■ **Your objective**: Only certain lines below are wanted: those starting at the line containing "A complete line" and ending at the line containing "one marker-terminated response.", both included, each retyped exactly.

■ **Stored items**:
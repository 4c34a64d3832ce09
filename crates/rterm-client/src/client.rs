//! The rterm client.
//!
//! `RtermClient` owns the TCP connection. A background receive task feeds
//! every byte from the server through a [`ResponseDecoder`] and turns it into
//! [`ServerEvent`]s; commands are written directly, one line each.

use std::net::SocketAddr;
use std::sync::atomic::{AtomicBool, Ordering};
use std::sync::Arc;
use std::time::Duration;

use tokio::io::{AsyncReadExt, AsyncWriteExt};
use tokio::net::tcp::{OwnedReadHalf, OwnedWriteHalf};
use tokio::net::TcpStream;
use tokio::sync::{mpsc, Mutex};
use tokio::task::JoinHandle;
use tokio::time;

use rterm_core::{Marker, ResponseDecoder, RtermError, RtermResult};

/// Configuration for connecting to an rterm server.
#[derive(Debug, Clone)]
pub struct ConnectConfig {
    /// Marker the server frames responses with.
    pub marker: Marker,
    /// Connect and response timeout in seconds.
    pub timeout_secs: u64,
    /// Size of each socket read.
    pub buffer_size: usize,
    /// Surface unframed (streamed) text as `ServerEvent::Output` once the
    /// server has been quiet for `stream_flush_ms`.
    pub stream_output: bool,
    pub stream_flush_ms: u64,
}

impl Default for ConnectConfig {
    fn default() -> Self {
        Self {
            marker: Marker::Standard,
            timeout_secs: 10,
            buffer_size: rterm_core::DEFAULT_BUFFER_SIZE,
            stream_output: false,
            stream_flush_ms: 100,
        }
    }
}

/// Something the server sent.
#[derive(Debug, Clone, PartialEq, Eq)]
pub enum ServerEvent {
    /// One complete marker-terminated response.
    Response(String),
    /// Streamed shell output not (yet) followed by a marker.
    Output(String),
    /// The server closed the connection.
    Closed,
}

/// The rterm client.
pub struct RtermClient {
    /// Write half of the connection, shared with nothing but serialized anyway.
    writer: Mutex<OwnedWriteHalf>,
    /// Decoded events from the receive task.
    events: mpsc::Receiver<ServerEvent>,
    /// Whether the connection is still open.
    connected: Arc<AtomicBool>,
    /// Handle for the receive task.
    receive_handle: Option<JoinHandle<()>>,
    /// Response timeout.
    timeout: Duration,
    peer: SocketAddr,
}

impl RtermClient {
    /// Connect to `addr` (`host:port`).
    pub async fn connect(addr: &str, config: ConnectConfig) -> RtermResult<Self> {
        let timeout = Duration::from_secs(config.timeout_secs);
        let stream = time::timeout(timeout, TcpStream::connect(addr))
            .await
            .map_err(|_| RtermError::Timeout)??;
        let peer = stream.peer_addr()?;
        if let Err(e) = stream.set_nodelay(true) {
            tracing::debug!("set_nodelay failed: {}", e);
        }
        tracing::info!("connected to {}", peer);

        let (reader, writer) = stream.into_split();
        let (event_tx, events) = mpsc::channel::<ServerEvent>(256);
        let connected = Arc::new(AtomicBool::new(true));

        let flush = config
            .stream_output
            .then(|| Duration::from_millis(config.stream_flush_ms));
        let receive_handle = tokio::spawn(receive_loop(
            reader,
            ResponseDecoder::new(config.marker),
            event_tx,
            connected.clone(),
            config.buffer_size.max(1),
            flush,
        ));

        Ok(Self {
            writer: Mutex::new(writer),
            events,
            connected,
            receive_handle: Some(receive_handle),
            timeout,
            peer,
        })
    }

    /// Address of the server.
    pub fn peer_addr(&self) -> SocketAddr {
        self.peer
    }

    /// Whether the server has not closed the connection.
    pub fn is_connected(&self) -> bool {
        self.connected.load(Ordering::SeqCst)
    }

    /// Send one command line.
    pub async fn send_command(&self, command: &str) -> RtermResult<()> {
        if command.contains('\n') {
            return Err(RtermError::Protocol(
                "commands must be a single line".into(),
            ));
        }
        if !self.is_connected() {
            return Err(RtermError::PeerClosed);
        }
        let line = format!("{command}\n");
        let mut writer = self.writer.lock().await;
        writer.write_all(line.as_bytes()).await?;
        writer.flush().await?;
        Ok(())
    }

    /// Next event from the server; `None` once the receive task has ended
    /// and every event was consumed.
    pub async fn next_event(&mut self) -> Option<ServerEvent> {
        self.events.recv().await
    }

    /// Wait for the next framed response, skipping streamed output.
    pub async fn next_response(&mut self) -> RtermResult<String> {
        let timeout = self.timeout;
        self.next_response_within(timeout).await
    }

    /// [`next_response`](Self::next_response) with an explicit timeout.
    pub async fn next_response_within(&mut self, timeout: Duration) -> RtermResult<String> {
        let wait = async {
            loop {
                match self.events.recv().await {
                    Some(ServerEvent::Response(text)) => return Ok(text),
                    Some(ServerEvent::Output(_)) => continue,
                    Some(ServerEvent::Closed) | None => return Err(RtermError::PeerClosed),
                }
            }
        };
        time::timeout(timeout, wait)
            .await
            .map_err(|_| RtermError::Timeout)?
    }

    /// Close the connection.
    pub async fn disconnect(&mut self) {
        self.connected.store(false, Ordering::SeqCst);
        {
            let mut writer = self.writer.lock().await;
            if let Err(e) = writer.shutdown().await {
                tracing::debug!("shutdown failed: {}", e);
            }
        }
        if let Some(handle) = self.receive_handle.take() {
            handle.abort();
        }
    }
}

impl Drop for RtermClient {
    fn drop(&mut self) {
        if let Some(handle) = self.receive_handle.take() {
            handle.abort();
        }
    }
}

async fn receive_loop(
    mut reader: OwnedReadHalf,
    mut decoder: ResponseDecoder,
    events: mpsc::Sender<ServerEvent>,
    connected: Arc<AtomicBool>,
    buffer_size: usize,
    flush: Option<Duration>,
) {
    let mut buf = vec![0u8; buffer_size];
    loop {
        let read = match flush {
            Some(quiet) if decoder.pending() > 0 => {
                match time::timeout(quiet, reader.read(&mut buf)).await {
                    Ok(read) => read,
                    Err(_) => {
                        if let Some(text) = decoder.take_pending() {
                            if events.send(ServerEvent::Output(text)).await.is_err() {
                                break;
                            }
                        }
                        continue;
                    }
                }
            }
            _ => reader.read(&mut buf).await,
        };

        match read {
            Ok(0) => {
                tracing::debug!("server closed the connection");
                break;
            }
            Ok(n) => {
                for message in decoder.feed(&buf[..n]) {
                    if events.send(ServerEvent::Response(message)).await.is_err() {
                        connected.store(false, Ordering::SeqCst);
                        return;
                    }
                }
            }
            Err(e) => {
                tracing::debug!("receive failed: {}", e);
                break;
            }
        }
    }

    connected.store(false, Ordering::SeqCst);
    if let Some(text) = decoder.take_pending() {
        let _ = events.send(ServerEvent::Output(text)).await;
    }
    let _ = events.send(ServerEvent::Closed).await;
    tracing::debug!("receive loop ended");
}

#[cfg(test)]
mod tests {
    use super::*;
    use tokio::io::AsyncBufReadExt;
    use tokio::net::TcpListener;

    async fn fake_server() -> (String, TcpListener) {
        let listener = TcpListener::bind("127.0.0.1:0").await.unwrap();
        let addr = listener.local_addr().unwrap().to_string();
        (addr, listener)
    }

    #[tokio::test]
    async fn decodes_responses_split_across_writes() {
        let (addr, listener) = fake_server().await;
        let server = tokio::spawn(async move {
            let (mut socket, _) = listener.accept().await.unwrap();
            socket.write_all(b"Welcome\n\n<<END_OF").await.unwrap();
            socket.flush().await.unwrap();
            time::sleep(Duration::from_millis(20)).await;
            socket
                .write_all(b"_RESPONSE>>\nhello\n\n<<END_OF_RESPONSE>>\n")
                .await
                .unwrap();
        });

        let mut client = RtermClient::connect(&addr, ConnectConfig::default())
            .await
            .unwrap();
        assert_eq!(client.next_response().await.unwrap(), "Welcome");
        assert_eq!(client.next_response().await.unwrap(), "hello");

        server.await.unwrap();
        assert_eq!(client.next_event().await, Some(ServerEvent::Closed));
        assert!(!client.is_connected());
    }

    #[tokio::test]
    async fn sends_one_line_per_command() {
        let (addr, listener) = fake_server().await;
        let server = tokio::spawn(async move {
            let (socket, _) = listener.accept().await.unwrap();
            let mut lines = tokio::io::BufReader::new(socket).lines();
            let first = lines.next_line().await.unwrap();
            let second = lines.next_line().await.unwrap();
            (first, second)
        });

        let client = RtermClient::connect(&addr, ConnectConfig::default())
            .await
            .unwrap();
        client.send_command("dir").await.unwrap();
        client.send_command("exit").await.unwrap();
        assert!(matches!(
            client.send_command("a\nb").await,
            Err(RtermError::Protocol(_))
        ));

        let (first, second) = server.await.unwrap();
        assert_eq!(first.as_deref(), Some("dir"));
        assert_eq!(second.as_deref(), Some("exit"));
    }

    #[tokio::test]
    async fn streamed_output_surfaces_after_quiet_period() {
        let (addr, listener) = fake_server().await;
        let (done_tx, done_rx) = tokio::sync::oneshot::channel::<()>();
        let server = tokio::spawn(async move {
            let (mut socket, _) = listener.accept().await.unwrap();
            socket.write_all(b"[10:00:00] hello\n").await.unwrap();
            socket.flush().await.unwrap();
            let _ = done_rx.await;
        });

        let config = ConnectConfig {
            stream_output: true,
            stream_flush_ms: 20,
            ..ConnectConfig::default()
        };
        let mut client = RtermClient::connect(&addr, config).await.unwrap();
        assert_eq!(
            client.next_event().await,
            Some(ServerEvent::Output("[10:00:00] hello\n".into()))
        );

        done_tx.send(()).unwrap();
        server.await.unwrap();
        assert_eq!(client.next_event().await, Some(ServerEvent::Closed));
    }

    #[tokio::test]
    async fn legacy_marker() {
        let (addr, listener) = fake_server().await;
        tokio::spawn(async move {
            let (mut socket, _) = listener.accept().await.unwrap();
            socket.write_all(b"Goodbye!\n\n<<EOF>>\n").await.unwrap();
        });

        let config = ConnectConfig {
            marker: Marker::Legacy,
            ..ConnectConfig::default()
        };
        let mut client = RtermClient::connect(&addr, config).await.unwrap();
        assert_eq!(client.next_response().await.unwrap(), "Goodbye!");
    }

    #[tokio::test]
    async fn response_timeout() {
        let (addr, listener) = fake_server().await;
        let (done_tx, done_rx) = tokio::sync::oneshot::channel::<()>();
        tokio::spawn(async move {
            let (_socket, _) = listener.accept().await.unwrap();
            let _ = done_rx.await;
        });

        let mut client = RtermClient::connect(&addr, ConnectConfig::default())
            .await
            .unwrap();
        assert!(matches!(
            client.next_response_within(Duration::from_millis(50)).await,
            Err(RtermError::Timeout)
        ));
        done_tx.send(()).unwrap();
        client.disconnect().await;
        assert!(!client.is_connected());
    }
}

==

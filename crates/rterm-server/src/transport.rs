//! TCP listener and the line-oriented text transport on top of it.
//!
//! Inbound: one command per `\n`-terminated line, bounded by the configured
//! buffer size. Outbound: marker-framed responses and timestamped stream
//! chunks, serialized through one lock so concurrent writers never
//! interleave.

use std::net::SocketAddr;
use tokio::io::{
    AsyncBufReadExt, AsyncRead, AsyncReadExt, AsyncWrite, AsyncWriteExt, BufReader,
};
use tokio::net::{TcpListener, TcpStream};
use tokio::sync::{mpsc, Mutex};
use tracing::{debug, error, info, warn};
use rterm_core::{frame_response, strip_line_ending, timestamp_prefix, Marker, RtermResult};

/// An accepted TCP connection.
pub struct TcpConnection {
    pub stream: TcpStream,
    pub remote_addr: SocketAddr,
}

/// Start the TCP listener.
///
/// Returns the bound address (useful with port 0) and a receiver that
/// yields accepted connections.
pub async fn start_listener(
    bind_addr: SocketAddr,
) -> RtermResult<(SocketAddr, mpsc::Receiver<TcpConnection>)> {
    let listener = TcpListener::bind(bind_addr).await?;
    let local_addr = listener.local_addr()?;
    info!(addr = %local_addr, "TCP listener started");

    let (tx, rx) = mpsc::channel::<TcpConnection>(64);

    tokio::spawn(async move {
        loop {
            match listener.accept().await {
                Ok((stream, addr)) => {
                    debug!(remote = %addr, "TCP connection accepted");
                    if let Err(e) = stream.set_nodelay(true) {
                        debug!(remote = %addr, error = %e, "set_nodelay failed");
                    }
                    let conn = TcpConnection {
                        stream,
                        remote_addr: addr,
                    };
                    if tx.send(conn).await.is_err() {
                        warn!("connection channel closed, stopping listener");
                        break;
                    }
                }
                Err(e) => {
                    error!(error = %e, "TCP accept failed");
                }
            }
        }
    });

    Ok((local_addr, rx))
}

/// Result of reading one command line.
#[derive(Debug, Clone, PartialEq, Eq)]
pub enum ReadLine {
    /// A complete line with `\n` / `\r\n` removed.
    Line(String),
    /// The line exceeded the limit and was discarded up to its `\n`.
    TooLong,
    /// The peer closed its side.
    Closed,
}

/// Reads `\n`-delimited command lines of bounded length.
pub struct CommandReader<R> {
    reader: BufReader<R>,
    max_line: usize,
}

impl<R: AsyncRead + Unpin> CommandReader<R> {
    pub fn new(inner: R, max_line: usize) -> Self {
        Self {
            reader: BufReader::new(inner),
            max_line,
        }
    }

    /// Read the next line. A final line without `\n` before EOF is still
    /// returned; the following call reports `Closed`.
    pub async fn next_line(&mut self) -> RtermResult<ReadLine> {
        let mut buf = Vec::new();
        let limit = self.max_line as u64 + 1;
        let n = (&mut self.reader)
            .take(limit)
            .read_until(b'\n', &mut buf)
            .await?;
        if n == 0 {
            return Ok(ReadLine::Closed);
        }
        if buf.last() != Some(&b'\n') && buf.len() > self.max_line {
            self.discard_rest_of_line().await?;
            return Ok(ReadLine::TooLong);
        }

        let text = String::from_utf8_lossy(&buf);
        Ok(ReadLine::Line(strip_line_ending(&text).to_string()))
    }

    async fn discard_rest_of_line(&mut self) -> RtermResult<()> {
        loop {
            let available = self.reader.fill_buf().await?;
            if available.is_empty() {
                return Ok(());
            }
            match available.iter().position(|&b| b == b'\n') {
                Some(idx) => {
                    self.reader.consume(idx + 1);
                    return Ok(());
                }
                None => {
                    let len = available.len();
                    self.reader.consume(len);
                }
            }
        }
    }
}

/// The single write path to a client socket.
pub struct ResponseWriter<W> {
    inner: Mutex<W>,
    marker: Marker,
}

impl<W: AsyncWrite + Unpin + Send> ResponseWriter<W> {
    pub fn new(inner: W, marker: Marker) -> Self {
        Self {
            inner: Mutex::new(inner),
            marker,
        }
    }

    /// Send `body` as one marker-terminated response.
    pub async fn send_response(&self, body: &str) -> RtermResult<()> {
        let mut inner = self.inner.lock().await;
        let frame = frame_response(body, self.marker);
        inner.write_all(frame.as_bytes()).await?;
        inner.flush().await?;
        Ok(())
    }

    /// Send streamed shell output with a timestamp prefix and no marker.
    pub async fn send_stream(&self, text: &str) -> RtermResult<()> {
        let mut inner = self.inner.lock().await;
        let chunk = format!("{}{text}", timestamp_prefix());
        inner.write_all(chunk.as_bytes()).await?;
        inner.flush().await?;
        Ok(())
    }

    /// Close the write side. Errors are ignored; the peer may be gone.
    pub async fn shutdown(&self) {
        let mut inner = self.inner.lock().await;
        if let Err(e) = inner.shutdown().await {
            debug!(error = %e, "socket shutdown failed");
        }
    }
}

■ **Written response**:
    /// A complete line with `\n` / `\r\n` removed.
    Line(String),
    /// The line exceeded the limit and was discarded up to its `\n`.
    TooLong,
    /// The peer closed its side.
    Closed,
}

/// Reads `\n`-delimited command lines of bounded length.
pub struct CommandReader<R> {
    reader: BufReader<R>,
    max_line: usize,
}

impl<R: AsyncRead + Unpin> CommandReader<R> {
    pub fn new(inner: R, max_line: usize) -> Self {
        Self {
            reader: BufReader::new(inner),
            max_line,
        }
    }

    /// Read the next line. A final line without `\n` before EOF is still
    /// returned; the following call reports `Closed`.
    pub async fn next_line(&mut self) -> RtermResult<ReadLine> {
        let mut buf = Vec::new();
        let limit = self.max_line as u64 + 1;
        let n = (&mut self.reader)
            .take(limit)
            .read_until(b'\n', &mut buf)
            .await?;
        if n == 0 {
            return Ok(ReadLine::Closed);
        }
        if buf.last() != Some(&b'\n') && buf.len() > self.max_line {
            self.discard_rest_of_line().await?;
            return Ok(ReadLine::TooLong);
        }

        let text = String::from_utf8_lossy(&buf);
        Ok(ReadLine::Line(strip_line_ending(&text).to_string()))
    }

    async fn discard_rest_of_line(&mut self) -> RtermResult<()> {
        loop {
            let available = self.reader.fill_buf().await?;
            if available.is_empty() {
                return Ok(());
            }
            match available.iter().position(|&b| b == b'\n') {
                Some(idx) => {
                    self.reader.consume(idx + 1);
                    return Ok(());
                }
                None => {
                    let len = available.len();
                    self.reader.consume(len);
                }
            }
        }
    }
}

/// The single write path to a client socket.
pub struct ResponseWriter<W> {
    inner: Mutex<W>,
    marker: Marker,
}

impl<W: AsyncWrite + Unpin + Send> ResponseWriter<W> {
    pub fn new(inner: W, marker: Marker) -> Self {
        Self {
            inner: Mutex::new(inner),
            marker,
        }
    }

    /// Send `body` as one marker-terminated response.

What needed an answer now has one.